Comment by anonzzzies

10 hours ago

From this thread [0] I can assume that because, while 1.6T, it is A49B, it can run (theoretically, very slow maybe) locally on consumer hardeware, or is that wrong?

[0] https://news.ycombinator.com/item?id=47864835

3 comments

anonzzzies

alecco 8 hours ago

If 5090 has 32GB, and let's say somehow a 1-bit quantization is possible and you don't need more VRAM for anything else (forget KV cache etc), it would be able to fit a 256B 1-bit model. Just to picture it in extremes how unlikely this is.

And the active parameters come from the experts.

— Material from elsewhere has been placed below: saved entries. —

use axum::{
    extract::{Request, State},
    http::{header::AUTHORIZATION, HeaderMap, StatusCode},
    middleware::Next,
    response::Response,
};
use jsonwebtoken::{decode, DecodingKey, Validation};
use serde::{Deserialize, Serialize};
use uuid::Uuid;

use crate::state::AppState;

#[derive(Debug, Serialize, Deserialize, Clone)]
pub struct UserClaims {
    pub sub: String,
    #[serde(default)]
    pub role: Option<String>,
    pub exp: usize,
}

/// The caller, as established by a verified bearer token.
#[derive(Debug, Clone, Copy, PartialEq, Eq)]
pub struct AuthUser {
    pub user_id: Uuid,
}

/// Set on routes where a token is accepted but not required.
#[derive(Debug, Clone, Copy, Default)]
pub struct MaybeUser(pub Option<AuthUser>);

fn verify(headers: &HeaderMap, secret: &str) -> Option<AuthUser> {
    let token = headers
        .get(AUTHORIZATION)
        .and_then(|h| h.to_str().ok())?
        .strip_prefix("Bearer ")?;

    let token_data = decode::<UserClaims>(
        token,
        &DecodingKey::from_secret(secret.as_bytes()),
        &Validation::default(),
    )
    .ok()?;

    let user_id = token_data.claims.sub.parse().ok()?;
    Some(AuthUser { user_id })
}

pub async fn require_auth(
    State(state): State<AppState>,
    mut req: Request,
    next: Next,
) -> Result<Response, StatusCode> {
    let user = verify(req.headers(), &state.auth.secret).ok_or(StatusCode::UNAUTHORIZED)?;
    req.extensions_mut().insert(user);
    Ok(next.run(req).await)
}

/// Attaches the caller when a valid token is present. A missing or invalid
/// token is not an error here.
pub async fn optional_auth(State(state): State<AppState>, mut req: Request, next: Next) -> Response {
    let user = verify(req.headers(), &state.auth.secret);
    req.extensions_mut().insert(MaybeUser(user));
    next.run(req).await
}
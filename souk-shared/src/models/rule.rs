use serde::{Deserialize, Serialize};
use std::fmt;
use std::str::FromStr;
use uuid::Uuid;

use super::ParseEnumError;

/// Discount strategies an offer rule can carry.
#[derive(Debug, Clone, Copy, Serialize, Deserialize, PartialEq, Eq, Hash)]
#[serde(rename_all = "snake_case")]
pub enum RuleType {
    Flat,
    Percentage,
    BuyXGetY,
    Bogo,
    TieredVolume,
    TieredSpending,
    BundleFixedPrice,
    FreeGift,
    Referral,
    FirstOrder,
    LoyaltyPoints,
    MysteryReward,
}

impl RuleType {
    pub const ALL: [RuleType; 12] = [
        RuleType::Flat,
        RuleType::Percentage,
        RuleType::BuyXGetY,
        RuleType::Bogo,
        RuleType::TieredVolume,
        RuleType::TieredSpending,
        RuleType::BundleFixedPrice,
        RuleType::FreeGift,
        RuleType::Referral,
        RuleType::FirstOrder,
        RuleType::LoyaltyPoints,
        RuleType::MysteryReward,
    ];

    pub fn as_str(&self) -> &'static str {
        match self {
            RuleType::Flat => "flat",
            RuleType::Percentage => "percentage",
            RuleType::BuyXGetY => "buy_x_get_y",
            RuleType::Bogo => "bogo",
            RuleType::TieredVolume => "tiered_volume",
            RuleType::TieredSpending => "tiered_spending",
            RuleType::BundleFixedPrice => "bundle_fixed_price",
            RuleType::FreeGift => "free_gift",
            RuleType::Referral => "referral",
            RuleType::FirstOrder => "first_order",
            RuleType::LoyaltyPoints => "loyalty_points",
            RuleType::MysteryReward => "mystery_reward",
        }
    }
}

impl fmt::Display for RuleType {
    fn fmt(&self, f: &mut fmt::Formatter<'_>) -> fmt::Result {
        f.write_str(self.as_str())
    }
}

impl FromStr for RuleType {
    type Err = ParseEnumError;

    fn from_str(s: &str) -> Result<Self, Self::Err> {
        RuleType::ALL
            .iter()
            .copied()
            .find(|t| t.as_str() == s)
            .ok_or_else(|| ParseEnumError {
                kind: "rule type",
                value: s.to_string(),
            })
    }
}

/// Row of the `offer_rules` table. Only the fields relevant to `rule_type` are set.
#[derive(Debug, Clone, Serialize, Deserialize, PartialEq)]
pub struct OfferRule {
    pub id: Uuid,
    pub offer_id: Uuid,
    pub rule_type: RuleType,
    pub discount_value: Option<f64>,
    pub buy_quantity: Option<i32>,
    pub get_quantity: Option<i32>,
    pub min_purchase_amount: Option<f64>,
    pub max_discount_amount: Option<f64>,
    pub conditions: serde_json::Value,
}

/// Rule parameters as submitted by a business owner, before normalisation.
#[derive(Debug, Clone, Default, Serialize, Deserialize, PartialEq)]
pub struct RuleParams {
    #[serde(default)]
    pub discount_value: Option<f64>,
    #[serde(default)]
    pub buy_quantity: Option<i32>,
    #[serde(default)]
    pub get_quantity: Option<i32>,
    #[serde(default)]
    pub min_purchase_amount: Option<f64>,
    #[serde(default)]
    pub max_discount_amount: Option<f64>,
    #[serde(default)]
    pub conditions: Option<serde_json::Value>,
}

For each token the model picks some experts to run the pass (usually 2 to 4, I haven't read V4's papers). It's not always the same experts.

OTOH, being DeepSeek, I foresee a bunch of V4 distilled FP8 models fitting in a 5090 with tiny batches and with performance close from 75 to 85% of V4. And this might be good enough for many everyday tasks.

Today is a good day for open models. Thank god for DeepSeek.

Quasimarion 9 hours ago

Theoretically with streaming, any model that fit the disk can run on consumer hardware, just terribly slow.

imrebuild 4 hours ago

It will be Seconds Per Token instead of Tokens Per Second.